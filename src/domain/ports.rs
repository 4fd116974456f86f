use crate::domain::types::Alert;
use anyhow::Result;
use async_trait::async_trait;

/// Outbound port to the order-execution collaborator. The engine only ever
/// requests protective actions; it never places orders itself.
#[async_trait]
pub trait ExecutionService: Send + Sync {
    async fn request_cancel_all_orders(&self, scope: &str) -> Result<()>;
    async fn request_emergency_liquidation(&self, scope: &str) -> Result<()>;
}

/// Outbound port to the notification collaborator. Receives abstract alerts;
/// channel-specific formatting happens elsewhere.
#[async_trait]
pub trait NotificationService: Send + Sync {
    async fn emit_alert(&self, alert: Alert) -> Result<()>;
}
impl RiskMetrics {
    /// Zero-risk metrics for an empty portfolio
    pub fn empty(timestamp: DateTime<Utc>, confidence: f64, drawdown: f64) -> Self {
        Self {
            timestamp,
            var_95: 0.0,
            var_99: 0.0,
            expected_shortfall: 0.0,
            confidence,
            portfolio_volatility: 0.0,
            asset_volatility: HashMap::new(),
            correlation: CorrelationMatrix::identity(Vec::new()),
            current_drawdown: drawdown,
            insufficient_data: false,
            stale: false,
        }
    }

    /// Worst-case placeholder used when nothing is computable. Punitive by
    /// intent: the fail-safe default is deny/restrict, never permit.
    pub fn conservative(timestamp: DateTime<Utc>, confidence: f64) -> Self {
        Self {
            timestamp,
            var_95: 1.0,
            var_99: 1.0,
            expected_shortfall: 1.0,
            confidence,
            portfolio_volatility: DEGRADED_ASSET_VOL * 5.0,
            asset_volatility: HashMap::new(),
            correlation: CorrelationMatrix::identity(Vec::new()),
            current_drawdown: 0.0,
            insufficient_data: true,
            stale: false,
        }
    }

    /// Elementwise-worst combination of two metric sets. Used to fall back to
    /// the most conservative cached metric when fresh data is degraded.
    pub fn worst_of(&self, other: &RiskMetrics) -> RiskMetrics {
        RiskMetrics {
            timestamp: self.timestamp,
            var_95: self.var_95.max(other.var_95),
            var_99: self.var_99.max(other.var_99),
            expected_shortfall: self.expected_shortfall.max(other.expected_shortfall),
            confidence: self.confidence,
            portfolio_volatility: self.portfolio_volatility.max(other.portfolio_volatility),
            asset_volatility: self.asset_volatility.clone(),
            correlation: self.correlation.clone(),
            current_drawdown: self.current_drawdown.max(other.current_drawdown),
            insufficient_data: self.insufficient_data || other.insufficient_data,
            stale: self.stale || other.stale,
        }
    }

    /// VaR at the nearest supported confidence level
    pub fn var_for_confidence(&self, confidence: f64) -> f64 {
        if confidence >= 0.97 { self.var_99 } else { self.var_95 }
    }

    pub fn asset_vol(&self, symbol: &str) -> Option<f64> {
        self.asset_volatility.get(symbol).copied()
    }
}
//! Restart behavior: the breaker state survives a crash by replaying the
//! audit trail, so a restart never silently resumes halted trading.

use chrono::Utc;
use rust_decimal_macros::dec;
use uuid::Uuid;

use rustrisk::application::system::Application;
use rustrisk::config::EngineConfig;
use rustrisk::domain::portfolio::PortfolioSnapshot;
use rustrisk::domain::risk::limits::RiskLimitSet;
use rustrisk::domain::risk::state::CircuitBreakerState;
use rustrisk::domain::types::{ManualCommand, OrderSide, TradeProposal};
use rustrisk::infrastructure::audit_log::AuditLog;
use rustrisk::infrastructure::mock::{MockExecutionService, MockNotifier};

fn config_with_audit(path: &str) -> EngineConfig {
    EngineConfig {
        audit_log_path: path.to_string(),
        resume_cooldown_secs: 0,
        ..EngineConfig::default()
    }
}

async fn settle() {
    tokio::time::sleep(std::time::Duration::from_millis(30)).await;
}

fn build_app(audit_path: &str) -> Application {
    Application::build(
        config_with_audit(audit_path),
        RiskLimitSet::default(),
        PortfolioSnapshot::all_cash(Utc::now(), dec!(100000)),
        MockExecutionService::new(),
        MockNotifier::new(),
    )
    .unwrap()
}

#[tokio::test]
async fn test_halt_survives_restart() {
    let audit_path = std::env::temp_dir()
        .join(format!("recovery-{}.jsonl", Uuid::new_v4()))
        .to_string_lossy()
        .into_owned();

    {
        let app = build_app(&audit_path);
        app.engine
            .manual_override(ManualCommand::EmergencyStop, "ops")
            .await
            .unwrap();
        assert_eq!(
            app.engine.current_report().await.breaker_state,
            CircuitBreakerState::Halted
        );
    }

    // Fresh process, same trail: still halted, orders still refused
    let app = build_app(&audit_path);
    assert_eq!(
        app.engine.current_report().await.breaker_state,
        CircuitBreakerState::Halted
    );

    let proposal = TradeProposal {
        symbol: "BTC/USDT".to_string(),
        side: OrderSide::Buy,
        requested_quantity: dec!(0.01),
        requested_price: Some(dec!(40000)),
        timestamp: Utc::now().timestamp_millis(),
    };
    assert!(app.engine.submit_trade_proposal(proposal).await.is_err());

    // Manual resume still works after the restart
    app.engine.manual_override(ManualCommand::Resume, "ops").await.unwrap();
    assert_eq!(
        app.engine.current_report().await.breaker_state,
        CircuitBreakerState::Normal
    );

    std::fs::remove_file(&audit_path).ok();
}

#[tokio::test]
async fn test_recovered_breach_closes_and_resume_succeeds() {
    let audit_path = std::env::temp_dir()
        .join(format!("recovery-{}.jsonl", Uuid::new_v4()))
        .to_string_lossy()
        .into_owned();

    let breach_id;
    {
        let app = build_app(&audit_path);
        // 12% daily loss is critical twice over; two cycles walk the
        // breaker to Halted with the daily-loss breach open
        app.store
            .update_portfolio(PortfolioSnapshot::all_cash(Utc::now(), dec!(88000)))
            .await;
        app.monitor.evaluate_once().await;
        app.monitor.evaluate_once().await;
        settle().await;
        assert_eq!(
            app.engine.current_report().await.breaker_state,
            CircuitBreakerState::Halted
        );
        let open = app.monitor.open_breaches().await;
        assert_eq!(open.len(), 1);
        breach_id = open[0].id;
    }

    // Fresh process, clean book: the replayed breach is live again under
    // its original identity and still blocks a resume
    let app = build_app(&audit_path);
    let restored = app.monitor.open_breaches().await;
    assert_eq!(restored.len(), 1);
    assert_eq!(restored[0].id, breach_id);
    assert!(
        app.engine
            .manual_override(ManualCommand::Resume, "ops")
            .await
            .is_err()
    );

    // The breaching condition is gone, so ordinary hysteresis closes it
    for _ in 0..3 {
        app.monitor.evaluate_once().await;
    }
    settle().await;
    assert!(app.monitor.open_breaches().await.is_empty());

    app.engine.manual_override(ManualCommand::Resume, "ops").await.unwrap();
    assert_eq!(
        app.engine.current_report().await.breaker_state,
        CircuitBreakerState::Normal
    );

    // The close reached the trail: another replay finds nothing open
    let replayed = AuditLog::open(&audit_path).unwrap().replay().unwrap();
    assert!(replayed.open_breaches.is_empty());

    std::fs::remove_file(&audit_path).ok();
}

#[tokio::test]
async fn test_clean_shutdown_restarts_normal() {
    let audit_path = std::env::temp_dir()
        .join(format!("recovery-{}.jsonl", Uuid::new_v4()))
        .to_string_lossy()
        .into_owned();

    {
        let app = build_app(&audit_path);
        app.engine
            .manual_override(ManualCommand::EmergencyStop, "ops")
            .await
            .unwrap();
        app.engine.manual_override(ManualCommand::Resume, "ops").await.unwrap();
    }

    let app = build_app(&audit_path);
    assert_eq!(
        app.engine.current_report().await.breaker_state,
        CircuitBreakerState::Normal
    );
    std::fs::remove_file(&audit_path).ok();
}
================================
[Description of the task]: Above this task is a listing. Restate, word for word and with nothing added, the lines from the one with "use rustrisk::application::system::Application;" through the one with "use rustrisk::infrastructure::audit_log::AuditLog;".

[Written response]:
use rustrisk::application::system::Application;
use rustrisk::config::EngineConfig;
use rustrisk::domain::portfolio::PortfolioSnapshot;
use rustrisk::domain::risk::limits::RiskLimitSet;
use rustrisk::domain::risk::state::CircuitBreakerState;
use rustrisk::domain::types::{ManualCommand, OrderSide, TradeProposal};
use rustrisk::infrastructure::audit_log::AuditLog;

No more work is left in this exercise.